Saturday, November 26, 2016



Here are some pictures we took during a well-attended public consultation held in the function suite at the Buttercross in Brigg town centre.
Members of the public went along to find out more about the Brigg Neighbourhood Plan (now being compiled) and a scheme to erect metal arches over the entrances to town centre courtyards, to assist and attract shoppers (see picture above).
Feedback from the public will now be considered.

John Colby advising visitors about the Neighbourhood Plan.

Coun Mike Storey, right, chairman of the Brigg Town Council Planning & Environment Committee with Coun Donald Campbell, deputy chairman.

Deputy Town Mayor Coun Sharon Riggall at the consultation in the Buttercross.

Coun Malcolm Bailey, chairman of the Brigg Town Business Partnership, which is supporting the Arches Project


Ken Harrison said...

While the signs may attract potential shoppers to opt for a particular route to the main shopping area in Wrawby St....what signs will attract potential customers to visit the various shops in the alleyways from Wrawby Street?
For example, proprietors in the Chapel Court area often highlight that shoppers don't always realise that their shops exist.
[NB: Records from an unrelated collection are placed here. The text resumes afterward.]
//! vsearch CLI
//!
//! Main entry point for the vsearch command-line tool.
//! Builds a dense-vector index from tab-separated data and searches it.

mod commands;

use clap::{Parser, Subcommand};
use commands::{CreateIndexCommand, IndexDataCommand, SearchCommand, StatsCommand};
use std::path::PathBuf;
use vsearch_core::{config::AppConfig, logging, AppResult};

/// vsearch - semantic search over a local vector index
#[derive(Parser, Debug)]
#[command(name = "vsearch")]
#[command(about = "Semantic search over a local vector index", long_about = None)]
#[command(version)]
struct Cli {
    /// Path to workspace directory (default: current directory)
    #[arg(short, long, global = true, env = "VSEARCH_WORKSPACE")]
    workspace: Option<PathBuf>,

    /// Path to config file
    #[arg(short, long, global = true, env = "VSEARCH_CONFIG")]
    config: Option<PathBuf>,

    /// Index name
    #[arg(short, long, global = true, env = "VSEARCH_INDEX")]
    index: Option<String>,

    /// Log level (error, warn, info, debug, trace)
    #[arg(long, global = true, env = "RUST_LOG")]
    log_level: Option<String>,

    /// Emit logs as JSON lines
    #[arg(long, global = true, env = "VSEARCH_LOG_JSON")]
    log_json: bool,

    /// Enable verbose output (sets log level to debug)
    #[arg(short, long, global = true)]
    verbose: bool,

    /// Disable colored output
    #[arg(long, global = true, env = "NO_COLOR")]
    no_color: bool,

    #[command(subcommand)]
    command: Commands,
}

#[derive(Subcommand, Debug)]
enum Commands {
    /// Create the index and pin its encoder and dimensions
    CreateIndex(CreateIndexCommand),

    /// Ingest a tab-separated file into the index
    IndexData(IndexDataCommand),

    /// Search the index
    Search(SearchCommand),

    /// Show index statistics
    Stats(StatsCommand),
}

#[tokio::main]
async fn main() -> AppResult<()> {
    // Parse command-line arguments first (needed for logging config)
    let cli = Cli::parse();

    let config = AppConfig::load()?.with_overrides(
        cli.workspace,
        cli.config,
        cli.index,
        cli.log_level,
        cli.log_json,
        cli.verbose,
        cli.no_color,
    );
    config.validate()?;

    logging::init_logging(config.log_level.as_deref(), config.log_format(), config.no_color)?;

    tracing::info!("vsearch starting");
    tracing::debug!("Workspace: {:?}", config.workspace);
    tracing::debug!("Index: {}", config.index_name);

    config.ensure_vsearch_dir()?;

    let command_name = match &cli.command {
        Commands::CreateIndex(_) => "create-index",
        Commands::IndexData(_) => "index-data",
        Commands::Search(_) => "search",
        Commands::Stats(_) => "stats",
    };
    let _span = tracing::info_span!("command", name = command_name).entered();

    let result = match cli.command {
        Commands::CreateIndex(cmd) => cmd.execute(&config).await,
        Commands::IndexData(cmd) => cmd.execute(&config).await,
        Commands::Search(cmd) => cmd.execute(&config).await,
        Commands::Stats(cmd) => cmd.execute(&config).await,
    };

    match &result {
        Ok(_) => tracing::info!("Command completed successfully"),
        Err(e) => tracing::error!("Command failed: {}", e),
    }

    result
}
//! vsearch Core Library
//!
//! This crate provides the foundational utilities shared by the vsearch crates:
//! - Error handling (`AppError`, `AppResult`)
//! - Logging infrastructure
//! - Process-level configuration

pub mod config;
pub mod error;
pub mod logging;

// Re-export commonly used types
pub use config::AppConfig;
pub use error::{AppError, AppResult};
Perhaps there should be equally attractive signs erected at the entrances to the alleyways from Wrawby St....otherwise, the signs adjacent to Old Courts will only serve to show the alternative quick routes to Wrawby Street.
Secondly, should the signs only be erected at the entrances to the alleyways that actually have shops......some passageways are just retail premises and will do little to improve footfall to the variety of shops in the active central retail area.
Thirdly, do we really need to advertise the imagined attractiveness of *Coney Ct? Ok, it has an excellent chippie,but does one want to demonstrate to a new Brigg visitor the delights of graffiti and the unattractiveness of the passageway?
It is accepted that the signs will improve the ambience of some passageways, but the powers that be must have the cognition to accept that there is a need to be selective......erect signs to passageways to guide shoppers to those alleyways that demonstrate a degree of attractiveness and/or a benefit to the town's retail trade.
Add additional signs as and when alleyways improve in either appearance and/or shopping experiences.
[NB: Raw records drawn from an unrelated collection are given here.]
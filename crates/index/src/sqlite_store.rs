//! SQLite-backed vector store.

use crate::embeddings::EmbeddingConfig;
use crate::store::{content_hash, VectorStore};
use crate::types::{Document, OnConflict};
use chrono::{DateTime, Utc};
use rusqlite::{params, Connection, ErrorCode, OptionalExtension};
use std::path::{Path, PathBuf};
use std::sync::{Mutex, MutexGuard};
use std::time::Duration;
use vsearch_core::{AppError, AppResult};

const BUSY_TIMEOUT: Duration = Duration::from_secs(5);

/// The declaration an index is created with and must keep.
#[derive(Debug, Clone, PartialEq)]
pub struct StoreMapping {
    pub embedding: EmbeddingConfig,
    pub on_conflict: OnConflict,
    pub created_at: Option<DateTime<Utc>>,
}

/// Durable vector store in a single SQLite file.
///
/// Every `put` is one statement in autocommit mode with `synchronous = FULL`,
/// so it is on disk when `put` returns. The connection sits behind a mutex:
/// writers and readers are serialized, which keeps each record atomic.
pub struct SqliteStore {
    conn: Mutex<Option<Connection>>,
    mapping: StoreMapping,
    path: Option<PathBuf>,
}

impl SqliteStore {
    /// Create or open the store at `db_path`.
    ///
    /// A new store records `embedding` and `on_conflict` as its mapping. An
    /// existing store must have been created with the same encoder and policy.
    ///
    /// # Errors
    /// * `AppError::DimensionMismatch` - the store holds vectors of another dimension
    /// * `AppError::Config` - provider, model or conflict policy differ
    /// * `AppError::StoreUnavailable` - the file cannot be opened
    pub fn open(
        db_path: &Path,
        embedding: &EmbeddingConfig,
        on_conflict: OnConflict,
    ) -> AppResult<Self> {
        if let Some(parent) = db_path.parent() {
            std::fs::create_dir_all(parent).map_err(|e| {
                AppError::StoreUnavailable(format!("Failed to create index directory: {}", e))
            })?;
        }

        let conn = Connection::open(db_path)
            .map_err(|e| store_error("Failed to open SQLite store", e))?;

        // WAL lets readers proceed while a commit is being synced
        conn.pragma_update_and_check(None, "journal_mode", "WAL", |row| {
            row.get::<_, String>(0)
        })
        .map_err(|e| store_error("Failed to enable WAL", e))?;

        let store = Self::init(conn, embedding, on_conflict, Some(db_path.to_path_buf()))?;
        tracing::debug!("Opened SQLite store at {:?}", db_path);
        Ok(store)
    }

    /// Create a store that lives only as long as this handle.
    pub fn open_in_memory(embedding: &EmbeddingConfig, on_conflict: OnConflict) -> AppResult<Self> {
        let conn = Connection::open_in_memory()
            .map_err(|e| store_error("Failed to open in-memory store", e))?;
        Self::init(conn, embedding, on_conflict, None)
    }

    fn init(
        conn: Connection,
        embedding: &EmbeddingConfig,
        on_conflict: OnConflict,
        path: Option<PathBuf>,
    ) -> AppResult<Self> {
        conn.pragma_update(None, "synchronous", "FULL")
            .map_err(|e| store_error("Failed to set synchronous mode", e))?;
        conn.busy_timeout(BUSY_TIMEOUT)
            .map_err(|e| store_error("Failed to set busy timeout", e))?;

        conn.execute_batch(
            r#"
            CREATE TABLE IF NOT EXISTS mapping (
                key TEXT PRIMARY KEY,
                value TEXT NOT NULL
            );

            CREATE TABLE IF NOT EXISTS documents (
                seq INTEGER PRIMARY KEY AUTOINCREMENT,
                storage_key TEXT NOT NULL UNIQUE,
                doc_id TEXT NOT NULL,
                text TEXT NOT NULL,
                embedding BLOB NOT NULL,
                content_hash TEXT NOT NULL
            );

            CREATE INDEX IF NOT EXISTS idx_documents_doc_id ON documents(doc_id);
            "#,
        )
        .map_err(|e| store_error("Failed to create tables", e))?;

        let mapping = establish_mapping(&conn, embedding, on_conflict)?;

        Ok(Self {
            conn: Mutex::new(Some(conn)),
            mapping,
            path,
        })
    }

    /// The mapping this store was created with.
    pub fn mapping(&self) -> &StoreMapping {
        &self.mapping
    }

    /// Path of the database file, if the store is on disk.
    pub fn path(&self) -> Option<&Path> {
        self.path.as_deref()
    }

    /// Size of the database file in bytes (0 for in-memory stores).
    pub fn size_bytes(&self) -> u64 {
        self.path
            .as_ref()
            .and_then(|p| std::fs::metadata(p).ok())
            .map(|m| m.len())
            .unwrap_or(0)
    }

    /// Close the connection. Later calls fail with `StoreUnavailable`.
    pub fn close(&self) -> AppResult<()> {
        let conn = self.lock()?.take();
        if let Some(conn) = conn {
            conn.close()
                .map_err(|(_, e)| store_error("Failed to close store", e))?;
            tracing::debug!("Closed SQLite store");
        }
        Ok(())
    }

    fn lock(&self) -> AppResult<MutexGuard<'_, Option<Connection>>> {
        self.conn
            .lock()
            .map_err(|_| AppError::StoreUnavailable("Store lock poisoned".to_string()))
    }

    fn with_conn<T>(&self, f: impl FnOnce(&Connection) -> AppResult<T>) -> AppResult<T> {
        let guard = self.lock()?;
        let conn = guard
            .as_ref()
            .ok_or_else(|| AppError::StoreUnavailable("Store is closed".to_string()))?;
        f(conn)
    }
}

impl VectorStore for SqliteStore {
    fn dimensions(&self) -> usize {
        self.mapping.embedding.dimensions
    }

    fn put(&self, id: &str, text: &str, embedding: &[f32]) -> AppResult<()> {
        if id.is_empty() {
            return Err(AppError::InvalidRequest(
                "Document id must not be empty".to_string(),
            ));
        }

        if embedding.len() != self.dimensions() {
            return Err(AppError::DimensionMismatch {
                expected: self.dimensions(),
                actual: embedding.len(),
            });
        }

        let bytes = embedding_to_bytes(embedding);
        let hash = content_hash(text);

        self.with_conn(|conn| {
            let written = match self.mapping.on_conflict {
                OnConflict::Overwrite => conn.execute(
                    "INSERT INTO documents (storage_key, doc_id, text, embedding, content_hash)
                     VALUES (?1, ?1, ?2, ?3, ?4)
                     ON CONFLICT(storage_key) DO UPDATE SET
                         text = excluded.text,
                         embedding = excluded.embedding,
                         content_hash = excluded.content_hash",
                    params![id, text, bytes, hash],
                ),
                OnConflict::Duplicate => conn.execute(
                    "INSERT INTO documents (storage_key, doc_id, text, embedding, content_hash)
                     VALUES (?1, ?2, ?3, ?4, ?5)",
                    params![uuid::Uuid::new_v4().to_string(), id, text, bytes, hash],
                ),
            };
            written.map_err(|e| store_error("Failed to insert document", e))?;
            Ok(())
        })
    }

    fn all(&self) -> AppResult<Vec<Document>> {
        self.with_conn(|conn| {
            let mut stmt = conn
                .prepare("SELECT seq, doc_id, text, embedding FROM documents ORDER BY seq")
                .map_err(|e| store_error("Failed to prepare scan", e))?;

            let rows = stmt
                .query_map([], |row| {
                    let seq: i64 = row.get(0)?;
                    let bytes: Vec<u8> = row.get(3)?;
                    Ok((seq, row.get::<_, String>(1)?, row.get::<_, String>(2)?, bytes))
                })
                .map_err(|e| store_error("Failed to scan documents", e))?;

            let mut documents = Vec::new();
            for row in rows {
                let (seq, id, text, bytes) =
                    row.map_err(|e| store_error("Failed to read document", e))?;

                // A corrupt blob becomes an empty embedding; the ranker skips and reports it
                let embedding = bytes_to_embedding(&bytes).unwrap_or_else(|e| {
                    tracing::warn!("Document '{}' (seq {}) has a corrupt embedding: {}", id, seq, e);
                    Vec::new()
                });

                documents.push(Document {
                    id,
                    text,
                    embedding,
                    seq: seq as u64,
                });
            }

            Ok(documents)
        })
    }

    fn exists(&self, id: &str) -> AppResult<bool> {
        self.with_conn(|conn| {
            conn.query_row(
                "SELECT EXISTS(SELECT 1 FROM documents WHERE doc_id = ?1)",
                params![id],
                |row| row.get(0),
            )
            .map_err(|e| store_error("Failed to look up document", e))
        })
    }

    fn len(&self) -> AppResult<usize> {
        self.with_conn(|conn| {
            conn.query_row("SELECT COUNT(*) FROM documents", [], |row| {
                row.get::<_, i64>(0).map(|v| v as usize)
            })
            .map_err(|e| store_error("Failed to count documents", e))
        })
    }

    fn content_hash(&self, id: &str) -> AppResult<Option<String>> {
        self.with_conn(|conn| {
            conn.query_row(
                "SELECT content_hash FROM documents WHERE doc_id = ?1 ORDER BY seq DESC LIMIT 1",
                params![id],
                |row| row.get(0),
            )
            .optional()
            .map_err(|e| store_error("Failed to look up content hash", e))
        })
    }
}

/// Record the mapping in a new store, or check it against an existing one.
fn establish_mapping(
    conn: &Connection,
    embedding: &EmbeddingConfig,
    on_conflict: OnConflict,
) -> AppResult<StoreMapping> {
    let read = |key: &str| -> AppResult<Option<String>> {
        conn.query_row(
            "SELECT value FROM mapping WHERE key = ?1",
            params![key],
            |row| row.get(0),
        )
        .optional()
        .map_err(|e| store_error("Failed to read mapping", e))
    };

    let Some(dimensions) = read("dimensions")? else {
        let created_at = Utc::now();
        let entries = [
            ("dimensions", embedding.dimensions.to_string()),
            ("provider", embedding.provider.clone()),
            ("model", embedding.model.clone()),
            ("on_conflict", on_conflict.as_str().to_string()),
            ("created_at", created_at.to_rfc3339()),
        ];
        for (key, value) in entries {
            conn.execute(
                "INSERT INTO mapping (key, value) VALUES (?1, ?2)",
                params![key, value],
            )
            .map_err(|e| store_error("Failed to write mapping", e))?;
        }

        tracing::info!(
            "Created index mapping: {} dimensions, encoder {}/{}, on_conflict={}",
            embedding.dimensions,
            embedding.provider,
            embedding.model,
            on_conflict.as_str()
        );

        return Ok(StoreMapping {
            embedding: embedding.clone(),
            on_conflict,
            created_at: Some(created_at),
        });
    };

    let dimensions: usize = dimensions
        .parse()
        .map_err(|_| AppError::Index(format!("Corrupt mapping dimensions '{}'", dimensions)))?;

    let recorded = EmbeddingConfig {
        provider: read("provider")?.unwrap_or_default(),
        model: read("model")?.unwrap_or_default(),
        dimensions,
        provider_config: embedding.provider_config.clone(),
    };
    recorded.validate_consistency(embedding)?;

    let recorded_policy: OnConflict = read("on_conflict")?
        .as_deref()
        .unwrap_or("overwrite")
        .parse()?;
    if recorded_policy != on_conflict {
        return Err(AppError::Config(format!(
            "Conflict policy mismatch: index was created with '{}', configured '{}'",
            recorded_policy.as_str(),
            on_conflict.as_str()
        )));
    }

    let created_at = read("created_at")?
        .and_then(|s| DateTime::parse_from_rfc3339(&s).ok())
        .map(|dt| dt.with_timezone(&Utc));

    Ok(StoreMapping {
        embedding: recorded,
        on_conflict,
        created_at,
    })
}

/// Classify a SQLite error: I/O-like failures are retryable, the rest are not.
fn store_error(context: &str, err: rusqlite::Error) -> AppError {
    let transient = matches!(
        err.sqlite_error_code(),
        Some(
            ErrorCode::DatabaseBusy
                | ErrorCode::DatabaseLocked
                | ErrorCode::SystemIoFailure
                | ErrorCode::CannotOpen
                | ErrorCode::DiskFull
                | ErrorCode::ReadOnly
        )
    );

    if transient {
        AppError::StoreUnavailable(format!("{}: {}", context, err))
    } else {
        AppError::Index(format!("{}: {}", context, err))
    }
}

/// Convert embedding vector to little-endian bytes for storage.
fn embedding_to_bytes(embedding: &[f32]) -> Vec<u8> {
    let mut bytes = Vec::with_capacity(embedding.len() * 4);
    for &value in embedding {
        bytes.extend_from_slice(&value.to_le_bytes());
    }
    bytes
}

/// Convert bytes back to embedding vector.
fn bytes_to_embedding(bytes: &[u8]) -> AppResult<Vec<f32>> {
    if bytes.len() % 4 != 0 {
        return Err(AppError::Index(format!(
            "Invalid embedding byte length {}",
            bytes.len()
        )));
    }

    Ok(bytes
        .chunks_exact(4)
        .map(|chunk| f32::from_le_bytes([chunk[0], chunk[1], chunk[2], chunk[3]]))
        .collect())
}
*Coney Ct....the notion that Coney Ct was the centre of the rabbit fur trade could be a myth.
The passageway changed it name in circa 1865 from Nicholson Court...and there is no documented evidence that fur trading centred in or about the court.
Indeed, there is no evidence that fur trading in Brigg was an important trading business.
Morley had properties in **Morley Yard and he is registered as a fur trader: old records indicate that various people dabbled in coney skinning, but these folks were isolated from each other and undertook the job in and about their homes.
The name Coney Court is likely to be a misleading historical name to which the town has erroneously claimed the court as the focus of the rabbit trade when, in fact, there is no evidence to support either the notion that it centred on the court or even it was a significant trade within the town....basically a myth promoted by telling and retelling that many folk believe the myth without question.

**Morley 's'.

Ken Harrison said...

Ironically, one could be putting too much influence on passageway signs to the detriment to the various very interesting historical sites about Brigg.
For example, there are no plaques for....
1. The site where Brigg Longboat was excavated.
2. The site where the Brigg 'raft' was excavated.
3. A Civil War skirmish in the Market Place.
4. Royalist Civil War entrenchments in the locality of College Yard.
5. Brigg's connection to the Gunpowder Plot...i.e. Lloyds Bank
6. The Bronze Age trackway...
7. The reclamation of the Ancholme Valley in the C17th and C19th...
8. Brigg Fair.. probably existed before Royal Charter...records indicate it was operating in 1085ish.....Royal Charter indicates 25th July - St James' Feast Day....
9. The site of St James' chapel...before St John's.
10. The history of the town's water pumps....intended to elimate cholera...later caused outbreaks of cholera as the piped water became contaminated.
11. The Butchery, now Elwes of slaughter houses where waste was drained directly into river...

Plus more.....

Ken Harrison said...

Can anyone spot was is wrong with the impressionist image of Cressey Yard?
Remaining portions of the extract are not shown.